The Lagoon Fishing
Fishing is a millennial tradition, handed down from parents to children, particularly for Chioggia. Historically this included the women and girls of the family, active for example in net-making and mending.
Sources from as early as the 6th century AD report the almost exclusive resort to fishing as both food source and economic activity. Among the earliest boats, reputed for their robust and stable build, there were the tartane, developed from the 14th century as sailing and fighting ships, and the sardellere, used almost exclusively in the sardine fishery. In the 19th century the lighter and smaller bragozzo became the vessel of choice, given the lower maintenance and operating costs and so increased profits. With a crew of four instead of eight, there could be more risk in operations but also larger personal shares from the same quantity of catch.

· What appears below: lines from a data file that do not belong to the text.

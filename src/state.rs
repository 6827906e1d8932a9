//! Shared application state wiring the coordinator core to its
//! collaborators.

use std::sync::Arc;

use crate::auth::AuthConfig;
use crate::presence::PresenceRegistry;
use crate::relay::MessageRelay;
use crate::rooms::RoomCoordinator;
use crate::store::{
    InMemoryMessageStore, InMemoryRoomStore, InMemoryUserStore, MessageStore, RoomStore, UserStore,
};

pub struct AppState {
    pub auth: AuthConfig,
    pub rooms: Arc<dyn RoomStore>,
    pub users: Arc<dyn UserStore>,
    pub presence: Arc<PresenceRegistry>,
    pub coordinator: Arc<RoomCoordinator>,
    pub relay: MessageRelay,
}

impl AppState {
    /// State backed by the in-memory stores; rooms are ephemeral, so this
    /// is what the binary runs with.
    pub fn new(auth: AuthConfig) -> Self {
        Self::with_stores(
            auth,
            Arc::new(InMemoryRoomStore::new()),
            Arc::new(InMemoryUserStore::new()),
            Arc::new(InMemoryMessageStore::new()),
        )
    }

    pub fn with_stores(
        auth: AuthConfig,
        rooms: Arc<dyn RoomStore>,
        users: Arc<dyn UserStore>,
        messages: Arc<dyn MessageStore>,
    ) -> Self {
        let presence = Arc::new(PresenceRegistry::new());
        let coordinator = Arc::new(RoomCoordinator::new(rooms.clone(), presence.clone()));
        let relay = MessageRelay::new(
            coordinator.clone(),
            presence.clone(),
            messages,
            users.clone(),
        );
        Self {
            auth,
            rooms,
            users,
            presence,
            coordinator,
            relay,
        }
    }
}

In 2021-2022, the Museum of Natural History mounted an unusual exhibition evidencing the essential relationships of man and water characterising Venice and Chioggia since the very earliest days. “Fishing in the Lagoon” featured an exceptional collection of models of fishing boats and equipment made by the artisan Angelo Marella of Chioggia, commissioned in 1881 by Count Alessandro Pericle Ninni, a Venetian naturalist and scholar of folklore, linguistics and ethnography, operating at the behest of the Ministry of Agriculture of the Kingdom of Italy.
The collection, first displayed at the International Exhibition of Fishing in Berlin, then became a valued part of the museum collections, but needed restoration before it could return to recounting the details of fishing by the historic inhabitants of the Venice lagoon.